WORK REQUEST: State how many lines in the records below contain the word "PartialEq". Nothing else is needed.

DATA SECTION:
———

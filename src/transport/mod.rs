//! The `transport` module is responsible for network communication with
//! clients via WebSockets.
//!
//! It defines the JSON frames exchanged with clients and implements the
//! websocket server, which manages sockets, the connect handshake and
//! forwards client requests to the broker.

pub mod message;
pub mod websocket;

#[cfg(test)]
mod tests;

———

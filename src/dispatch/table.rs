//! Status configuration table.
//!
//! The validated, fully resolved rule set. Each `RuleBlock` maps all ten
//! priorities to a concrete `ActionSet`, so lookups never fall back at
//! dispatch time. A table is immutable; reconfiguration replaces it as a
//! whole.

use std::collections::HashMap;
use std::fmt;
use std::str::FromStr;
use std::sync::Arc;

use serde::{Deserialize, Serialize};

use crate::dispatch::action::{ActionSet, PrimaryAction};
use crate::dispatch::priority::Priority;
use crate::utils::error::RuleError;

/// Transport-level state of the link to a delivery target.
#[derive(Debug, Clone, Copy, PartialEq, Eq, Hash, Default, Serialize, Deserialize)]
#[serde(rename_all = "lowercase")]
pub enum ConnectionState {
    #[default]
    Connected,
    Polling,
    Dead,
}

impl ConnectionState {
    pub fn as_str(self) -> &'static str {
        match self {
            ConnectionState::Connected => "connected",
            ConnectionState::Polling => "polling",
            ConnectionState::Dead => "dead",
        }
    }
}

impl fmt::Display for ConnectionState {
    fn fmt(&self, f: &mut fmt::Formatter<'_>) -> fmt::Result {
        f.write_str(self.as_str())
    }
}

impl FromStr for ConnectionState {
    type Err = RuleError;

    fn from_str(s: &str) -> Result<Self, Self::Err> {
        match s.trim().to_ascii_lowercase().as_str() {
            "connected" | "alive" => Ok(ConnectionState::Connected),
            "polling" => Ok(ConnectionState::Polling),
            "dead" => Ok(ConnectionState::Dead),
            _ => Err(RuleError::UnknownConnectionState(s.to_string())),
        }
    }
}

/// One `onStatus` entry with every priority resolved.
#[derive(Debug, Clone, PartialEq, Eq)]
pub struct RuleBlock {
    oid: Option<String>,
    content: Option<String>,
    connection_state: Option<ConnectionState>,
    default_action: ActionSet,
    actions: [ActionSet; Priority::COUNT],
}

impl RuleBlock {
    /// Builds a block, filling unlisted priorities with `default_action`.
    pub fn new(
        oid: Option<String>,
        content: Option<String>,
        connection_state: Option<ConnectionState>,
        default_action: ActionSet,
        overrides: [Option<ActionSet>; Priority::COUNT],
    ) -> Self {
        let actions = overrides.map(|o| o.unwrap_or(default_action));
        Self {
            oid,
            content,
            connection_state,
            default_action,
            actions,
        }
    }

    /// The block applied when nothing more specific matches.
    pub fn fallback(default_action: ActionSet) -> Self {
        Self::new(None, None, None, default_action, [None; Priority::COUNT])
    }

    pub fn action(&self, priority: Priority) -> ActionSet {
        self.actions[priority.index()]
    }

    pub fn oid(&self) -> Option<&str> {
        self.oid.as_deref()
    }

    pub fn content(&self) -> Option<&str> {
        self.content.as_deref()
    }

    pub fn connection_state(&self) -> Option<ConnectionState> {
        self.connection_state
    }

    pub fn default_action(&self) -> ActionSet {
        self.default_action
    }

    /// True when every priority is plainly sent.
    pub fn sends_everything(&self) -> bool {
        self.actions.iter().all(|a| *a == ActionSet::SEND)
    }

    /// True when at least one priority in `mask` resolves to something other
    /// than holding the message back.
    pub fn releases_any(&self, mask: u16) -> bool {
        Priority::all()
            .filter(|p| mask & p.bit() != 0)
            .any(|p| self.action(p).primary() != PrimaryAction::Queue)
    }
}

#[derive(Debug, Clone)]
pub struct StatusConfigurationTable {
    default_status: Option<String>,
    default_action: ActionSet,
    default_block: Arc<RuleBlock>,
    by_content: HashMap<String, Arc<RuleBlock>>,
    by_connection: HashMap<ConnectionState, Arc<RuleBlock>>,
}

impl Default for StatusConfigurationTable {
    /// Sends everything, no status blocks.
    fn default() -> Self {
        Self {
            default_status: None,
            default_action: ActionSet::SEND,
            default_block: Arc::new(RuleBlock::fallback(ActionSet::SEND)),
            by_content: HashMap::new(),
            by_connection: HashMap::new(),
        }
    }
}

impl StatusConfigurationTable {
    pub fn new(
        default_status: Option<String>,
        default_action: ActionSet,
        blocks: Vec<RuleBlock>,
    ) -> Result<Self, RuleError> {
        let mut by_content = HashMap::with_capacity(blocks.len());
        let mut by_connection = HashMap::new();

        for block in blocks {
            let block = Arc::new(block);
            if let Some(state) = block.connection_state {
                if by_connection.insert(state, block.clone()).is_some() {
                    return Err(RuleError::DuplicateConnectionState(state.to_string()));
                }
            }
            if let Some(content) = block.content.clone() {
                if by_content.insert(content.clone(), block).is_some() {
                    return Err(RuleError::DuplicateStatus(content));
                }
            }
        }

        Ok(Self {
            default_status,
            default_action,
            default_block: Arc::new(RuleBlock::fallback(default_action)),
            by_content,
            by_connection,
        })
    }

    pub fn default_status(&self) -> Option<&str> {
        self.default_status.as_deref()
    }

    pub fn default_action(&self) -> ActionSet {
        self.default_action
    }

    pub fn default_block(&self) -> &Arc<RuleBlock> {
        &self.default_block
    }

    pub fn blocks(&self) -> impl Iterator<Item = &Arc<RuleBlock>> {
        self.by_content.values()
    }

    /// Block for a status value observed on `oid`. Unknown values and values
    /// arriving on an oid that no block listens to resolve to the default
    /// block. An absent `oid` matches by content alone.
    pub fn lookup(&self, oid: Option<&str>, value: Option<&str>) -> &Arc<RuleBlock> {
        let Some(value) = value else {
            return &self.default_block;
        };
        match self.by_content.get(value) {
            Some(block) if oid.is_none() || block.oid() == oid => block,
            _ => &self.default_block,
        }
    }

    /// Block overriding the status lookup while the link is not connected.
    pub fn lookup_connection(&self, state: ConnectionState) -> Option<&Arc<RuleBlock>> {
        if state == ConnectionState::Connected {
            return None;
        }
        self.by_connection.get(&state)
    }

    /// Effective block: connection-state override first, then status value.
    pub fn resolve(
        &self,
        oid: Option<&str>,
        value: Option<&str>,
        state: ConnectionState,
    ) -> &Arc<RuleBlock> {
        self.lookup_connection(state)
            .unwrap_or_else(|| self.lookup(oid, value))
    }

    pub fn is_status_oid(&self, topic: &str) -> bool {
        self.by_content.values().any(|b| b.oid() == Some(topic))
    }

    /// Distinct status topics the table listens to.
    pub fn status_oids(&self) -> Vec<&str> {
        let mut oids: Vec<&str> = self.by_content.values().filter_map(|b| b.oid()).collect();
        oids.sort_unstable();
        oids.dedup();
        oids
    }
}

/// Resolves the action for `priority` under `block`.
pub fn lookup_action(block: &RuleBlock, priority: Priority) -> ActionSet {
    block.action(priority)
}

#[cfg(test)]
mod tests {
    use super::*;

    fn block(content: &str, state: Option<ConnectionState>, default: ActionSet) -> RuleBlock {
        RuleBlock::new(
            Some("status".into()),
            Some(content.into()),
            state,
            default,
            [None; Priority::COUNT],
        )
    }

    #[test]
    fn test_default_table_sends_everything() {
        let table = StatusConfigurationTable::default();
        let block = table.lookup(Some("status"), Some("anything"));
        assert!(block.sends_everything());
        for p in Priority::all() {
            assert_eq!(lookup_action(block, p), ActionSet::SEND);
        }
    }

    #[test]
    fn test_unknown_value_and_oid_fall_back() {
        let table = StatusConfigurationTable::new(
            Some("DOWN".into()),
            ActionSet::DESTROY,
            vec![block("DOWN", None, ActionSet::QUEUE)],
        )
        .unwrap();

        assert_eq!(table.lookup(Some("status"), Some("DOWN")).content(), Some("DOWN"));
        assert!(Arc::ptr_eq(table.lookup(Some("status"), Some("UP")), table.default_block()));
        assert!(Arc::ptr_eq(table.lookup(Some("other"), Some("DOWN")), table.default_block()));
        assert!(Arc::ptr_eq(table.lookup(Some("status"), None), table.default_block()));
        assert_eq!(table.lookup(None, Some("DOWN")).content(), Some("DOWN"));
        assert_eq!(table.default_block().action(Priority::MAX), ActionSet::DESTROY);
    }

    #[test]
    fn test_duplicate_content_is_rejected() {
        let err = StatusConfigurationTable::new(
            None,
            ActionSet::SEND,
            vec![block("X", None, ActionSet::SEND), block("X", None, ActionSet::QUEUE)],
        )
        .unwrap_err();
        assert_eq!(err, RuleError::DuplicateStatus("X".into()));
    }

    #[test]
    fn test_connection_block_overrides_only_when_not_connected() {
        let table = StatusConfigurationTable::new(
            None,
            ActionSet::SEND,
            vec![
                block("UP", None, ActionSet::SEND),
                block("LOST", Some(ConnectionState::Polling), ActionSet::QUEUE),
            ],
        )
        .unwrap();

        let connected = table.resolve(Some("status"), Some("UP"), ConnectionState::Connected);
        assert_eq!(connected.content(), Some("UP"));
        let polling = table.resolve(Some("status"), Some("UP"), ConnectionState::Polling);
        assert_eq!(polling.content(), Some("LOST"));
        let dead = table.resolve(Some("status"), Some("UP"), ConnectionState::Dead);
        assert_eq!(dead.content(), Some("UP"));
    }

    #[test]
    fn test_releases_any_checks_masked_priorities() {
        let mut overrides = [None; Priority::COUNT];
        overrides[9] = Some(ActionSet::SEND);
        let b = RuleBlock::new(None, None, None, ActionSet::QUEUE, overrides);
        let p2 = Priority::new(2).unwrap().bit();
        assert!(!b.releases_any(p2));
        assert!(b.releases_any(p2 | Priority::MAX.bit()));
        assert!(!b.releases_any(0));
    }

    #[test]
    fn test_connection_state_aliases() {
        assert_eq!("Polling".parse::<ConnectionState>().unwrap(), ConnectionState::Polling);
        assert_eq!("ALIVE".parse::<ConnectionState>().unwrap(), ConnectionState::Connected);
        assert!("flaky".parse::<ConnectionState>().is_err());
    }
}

———

ANSWER AREA: 2